One of the macros presented executes against all the files in a folder, including sub-folders. In this macro, included here, the objective is to import all CSV files, but that is the least important aspect of the macro.
%macro RecursiveImportData(folder=,levelcounter=0);
%* written by Phuong Dinh of Cornerstone Research Inc.;
%local _rc _dsid _i _s_ext _filename _ref;
%let _ref=filrf&levelcounter;
%if %sysfunc(fileexist(&folder)) = 0 %then %do;
%put ERROR: Folder does not exist - &folder;
%return;
%end;
%let _rc = %qsysfunc(filename(_ref, &folder));
%if &_rc=0 %then %do;
%let _dsid = %qsysfunc(dopen(&_ref));
%if &_dsid ne 0 %then %do;
%do _i=1 %to %qsysfunc(dnum(&_dsid));
%let _filename = %qsysfunc(dread(&_dsid, &_i));
%let _s_ext = %scan(&_filename, -1, .);
%if %upcase(&_s_ext)=CSV %then %do;
%put NOTE: Importing &folder\&_filename;
proc import file="&folder\&_filename"
out=temp dbms=csv replace;
getnames=yes;
run;
proc append base=bigdata
data=temp force;
run;
%end;
%else %if &_s_ext= &_filename %then %do;
%put This is a folder: &folder\&_filename;
%recursiveImportData(folder=&folder\&_filename,
levelcounter=%eval(&levelcounter+1))
%end;
%end;
%end;
%let _dsid=%qsysfunc(dclose(&_dsid));
%end;
%let _rc = %qsysfunc(filename(_ref));
%mend recursiveImportData;
Art, thank you for sharing your code here. What is the reason you use %qsysfunc macro function in most cases here as opposed to %sysfunc ?

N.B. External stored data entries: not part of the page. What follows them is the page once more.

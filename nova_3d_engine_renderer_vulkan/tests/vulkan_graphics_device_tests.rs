//! Integration tests for VulkanGraphicsDevice
//!
//! These tests require a Vulkan driver and are marked with #[ignore].
//!
//! Run with: cargo test --test vulkan_graphics_device_tests -- --ignored

use nova_3d_engine::nova3d::render::{
    AttachmentDesc, ClearValue, Config, FramebufferDesc, GraphicsDevice, ImageLayout, LoadOp,
    Rect2D, RenderPassDesc, StoreOp, TextureDesc, TextureFormat, TextureUsage, Viewport,
};
use nova_3d_engine_renderer_vulkan::VulkanGraphicsDevice;
use serial_test::serial;
use std::sync::{Arc, Mutex, OnceLock};

static DEVICE: OnceLock<Arc<Mutex<VulkanGraphicsDevice>>> = OnceLock::new();

fn test_device() -> Arc<Mutex<VulkanGraphicsDevice>> {
    DEVICE
        .get_or_init(|| {
            let device = VulkanGraphicsDevice::new_headless(Config::default())
                .expect("Failed to create headless Vulkan device");
            Arc::new(Mutex::new(device))
        })
        .clone()
}

fn color_texture_desc() -> TextureDesc {
    TextureDesc {
        width: 128,
        height: 128,
        format: TextureFormat::R8G8B8A8_UNORM,
        usage: TextureUsage::RenderTarget,
        array_layers: 1,
        mip_levels: 1,
        sample_count: 1,
    }
}

fn color_attachment_desc() -> AttachmentDesc {
    AttachmentDesc {
        format: TextureFormat::R8G8B8A8_UNORM,
        samples: 1,
        load_op: LoadOp::Clear,
        store_op: StoreOp::Store,
        stencil_load_op: LoadOp::DontCare,
        stencil_store_op: StoreOp::DontCare,
        initial_layout: ImageLayout::Undefined,
        final_layout: ImageLayout::ColorAttachment,
    }
}

// ============================================================================
// Resource creation
// ============================================================================

#[test]
#[ignore] // Requires GPU
#[serial]
fn test_create_texture_reports_info() {
    let device = test_device();
    let texture = device
        .lock()
        .unwrap()
        .create_texture(color_texture_desc())
        .unwrap();

    let info = texture.info();
    assert_eq!(info.width, 128);
    assert_eq!(info.height, 128);
    assert_eq!(info.format, TextureFormat::R8G8B8A8_UNORM);
    assert_eq!(info.usage, TextureUsage::RenderTarget);
}

#[test]
#[ignore] // Requires GPU
#[serial]
fn test_create_render_target_from_texture() {
    let device = test_device();
    let texture = device
        .lock()
        .unwrap()
        .create_texture(color_texture_desc())
        .unwrap();

    let guard = device.lock().unwrap();
    let target = guard
        .create_render_target_texture(texture.as_ref(), 0, 0)
        .unwrap();
    assert_eq!(target.width(), 128);
    assert_eq!(target.height(), 128);
    assert_eq!(target.format(), TextureFormat::R8G8B8A8_UNORM);
}

#[test]
#[ignore] // Requires GPU
#[serial]
fn test_render_target_rejects_sampled_texture() {
    let device = test_device();
    let texture = {
        let mut desc = color_texture_desc();
        desc.usage = TextureUsage::Sampled;
        device.lock().unwrap().create_texture(desc).unwrap()
    };

    let guard = device.lock().unwrap();
    assert!(guard
        .create_render_target_texture(texture.as_ref(), 0, 0)
        .is_err());
}

#[test]
#[ignore] // Requires GPU
#[serial]
fn test_create_render_pass_and_framebuffer() {
    let device = test_device();
    let texture = device
        .lock()
        .unwrap()
        .create_texture(color_texture_desc())
        .unwrap();

    let guard = device.lock().unwrap();
    let render_pass = guard
        .create_render_pass(&RenderPassDesc {
            color_attachments: vec![color_attachment_desc()],
            depth_stencil_attachment: None,
        })
        .unwrap();
    let target = guard
        .create_render_target_texture(texture.as_ref(), 0, 0)
        .unwrap();
    let framebuffer = guard
        .create_framebuffer(&FramebufferDesc {
            render_pass: render_pass.clone(),
            color_attachments: vec![target],
            depth_stencil_attachment: None,
            width: 128,
            height: 128,
        })
        .unwrap();

    assert_eq!(framebuffer.width(), 128);
    assert_eq!(framebuffer.height(), 128);
}

// ============================================================================
// Command recording and submission
// ============================================================================

#[test]
#[ignore] // Requires GPU
#[serial]
fn test_record_clear_pass_and_submit() {
    let device = test_device();
    let texture = device
        .lock()
        .unwrap()
        .create_texture(color_texture_desc())
        .unwrap();

    let guard = device.lock().unwrap();
    let render_pass = guard
        .create_render_pass(&RenderPassDesc {
            color_attachments: vec![color_attachment_desc()],
            depth_stencil_attachment: None,
        })
        .unwrap();
    let target = guard
        .create_render_target_texture(texture.as_ref(), 0, 0)
        .unwrap();
    let framebuffer = guard
        .create_framebuffer(&FramebufferDesc {
            render_pass: render_pass.clone(),
            color_attachments: vec![target],
            depth_stencil_attachment: None,
            width: 128,
            height: 128,
        })
        .unwrap();

    let mut command_list = guard.create_command_list().unwrap();
    command_list.begin().unwrap();
    command_list
        .begin_render_pass(
            &render_pass,
            &framebuffer,
            &[ClearValue::Color([0.0, 0.5, 1.0, 1.0])],
        )
        .unwrap();
    command_list
        .set_viewport(Viewport {
            x: 0.0,
            y: 0.0,
            width: 128.0,
            height: 128.0,
            min_depth: 0.0,
            max_depth: 1.0,
        })
        .unwrap();
    command_list
        .set_scissor(Rect2D {
            x: 0,
            y: 0,
            width: 128,
            height: 128,
        })
        .unwrap();
    command_list.end_render_pass().unwrap();
    command_list.end().unwrap();

    guard.submit(&[command_list.as_ref()]).unwrap();
    guard.wait_idle().unwrap();
}
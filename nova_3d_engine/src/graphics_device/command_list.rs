/// CommandList trait - for recording rendering commands

use std::sync::Arc;

use crate::error::Result;
use crate::graphics_device::{Framebuffer, RenderPass};

/// Command list for recording rendering commands
///
/// Commands are recorded and later submitted to the GPU via
/// `GraphicsDevice::submit()`.
pub trait CommandList: Send + Sync {
    /// Begin recording commands
    fn begin(&mut self) -> Result<()>;

    /// End recording commands
    fn end(&mut self) -> Result<()>;

    /// Begin a render pass
    ///
    /// # Arguments
    ///
    /// * `render_pass` - The render pass to begin
    /// * `framebuffer` - The framebuffer containing the attachments
    /// * `clear_values` - Clear values, one per attachment
    fn begin_render_pass(
        &mut self,
        render_pass: &Arc<dyn RenderPass>,
        framebuffer: &Arc<dyn Framebuffer>,
        clear_values: &[ClearValue],
    ) -> Result<()>;

    /// End the current render pass
    fn end_render_pass(&mut self) -> Result<()>;

    /// Set the viewport
    fn set_viewport(&mut self, viewport: Viewport) -> Result<()>;

    /// Set the scissor rectangle
    fn set_scissor(&mut self, scissor: Rect2D) -> Result<()>;

    /// Draw vertices
    ///
    /// # Arguments
    ///
    /// * `vertex_count` - Number of vertices to draw
    /// * `first_vertex` - Index of first vertex
    fn draw(&mut self, vertex_count: u32, first_vertex: u32) -> Result<()>;
}

/// Viewport dimensions and depth range
#[derive(Debug, Clone, Copy, PartialEq)]
pub struct Viewport {
    pub x: f32,
    pub y: f32,
    pub width: f32,
    pub height: f32,
    pub min_depth: f32,
    pub max_depth: f32,
}

impl Default for Viewport {
    fn default() -> Self {
        Self {
            x: 0.0,
            y: 0.0,
            width: 0.0,
            height: 0.0,
            min_depth: 0.0,
            max_depth: 1.0,
        }
    }
}

/// 2D rectangle
#[derive(Debug, Clone, Copy, PartialEq, Eq)]
pub struct Rect2D {
    pub x: i32,
    pub y: i32,
    pub width: u32,
    pub height: u32,
}

/// Clear value for an attachment
#[derive(Debug, Clone, Copy)]
pub enum ClearValue {
    /// Color clear value (RGBA)
    Color([f32; 4]),
    /// Depth/stencil clear value
    DepthStencil { depth: f32, stencil: u32 },
}
/// GpuContext - Shared GPU state for all Vulkan objects
///
/// Shared (via `Arc`) by the device and every resource it creates, so
/// the logical device outlives all objects that still need it for
/// cleanup. The last dropped reference tears everything down in order:
/// allocator, then device, then instance.

use ash::vk;
use gpu_allocator::vulkan::Allocator;
use std::mem::ManuallyDrop;
use std::sync::Mutex;

pub(crate) struct GpuContext {
    /// Vulkan entry point (kept alive for the instance)
    #[allow(dead_code)]
    pub(crate) entry: ash::Entry,

    /// Vulkan instance
    pub(crate) instance: ash::Instance,

    /// Vulkan logical device
    pub(crate) device: ash::Device,

    /// GPU memory allocator. ManuallyDrop so it can be freed in
    /// `drop()` while the device is still alive.
    pub(crate) allocator: ManuallyDrop<Mutex<Allocator>>,

    /// Graphics queue for command submission
    pub(crate) graphics_queue: vk::Queue,

    /// Graphics queue family index
    pub(crate) graphics_queue_family: u32,

    /// Debug utils loader (validation builds only)
    #[cfg(feature = "vulkan-validation")]
    pub(crate) debug_utils_loader: Option<ash::ext::debug_utils::Instance>,

    /// Debug messenger handle (validation builds only)
    #[cfg(feature = "vulkan-validation")]
    pub(crate) debug_messenger: Option<vk::DebugUtilsMessengerEXT>,
}

impl Drop for GpuContext {
    fn drop(&mut self) {
        unsafe {
            // The allocator must release its memory blocks before the
            // device goes away
            ManuallyDrop::drop(&mut self.allocator);

            #[cfg(feature = "vulkan-validation")]
            if let (Some(loader), Some(messenger)) =
                (self.debug_utils_loader.as_ref(), self.debug_messenger)
            {
                loader.destroy_debug_utils_messenger(messenger, None);
            }

            self.device.destroy_device(None);
            self.instance.destroy_instance(None);
        }
    }
}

At SAS Global Forum i will be presenting a paper on the use of some of the DATA step functions, such as the ones used here. I will add a citation for this blog.
Thank you, Art. I am looking forward to reading your paper.
Hello,
I'm also a big fan of the use of CALL SET routine and SCL FETCH function for the creation and use of macro variables directly obtained from a dataset. I have made a communication around this technique at a Phuse congress in 2010. For me this technique is really efficient and we can use it in many cases.
Regards,
Patrice.
Patrice, thank you for your comment. Would you mind sharing a link to your presentation at PhUSE?
Regarding the bonus: from what I understand from the documentation, concatenating libnames across multiple data libraries will work just fine as long as there are not datasets with the same name in more than one library? The documentation on which rules apply to which datasets seems well documented, if not that intuitive; on my part I would find it much more difficult to remember what applies when using the concatenation; I think individual calls to the macro would be slower, but more likely to do what I intended? Especially if there were datasets with the same names? Is there an easy way to have SAS tell me if there are duplicate dataset names in a concatenated library?
Patrick, thank you for your comment. I agree, if there are datasets with the same name in both libraries, it makes perfect sense to call this macro for each library individually. It won't significantly slow down the processing as the total number of tables processed stays the same. The "bonus" goal was to illustrate the library concatenation technique. Another way to approach processing multiple libraries with one macro call would be to modify the macro to allow several libref words in its first parameter value, then parse it and loop through all of them sequentially.
However, in general, it is not a good data management practice to have project-related same-named datasets in different libraries, even though operating system allows for such naming.
Very helpful technique - thank you for publishing. The combo libname statement is not one I had seen before.
Thank you, Louise, for your comment. I am glad you learnt something new.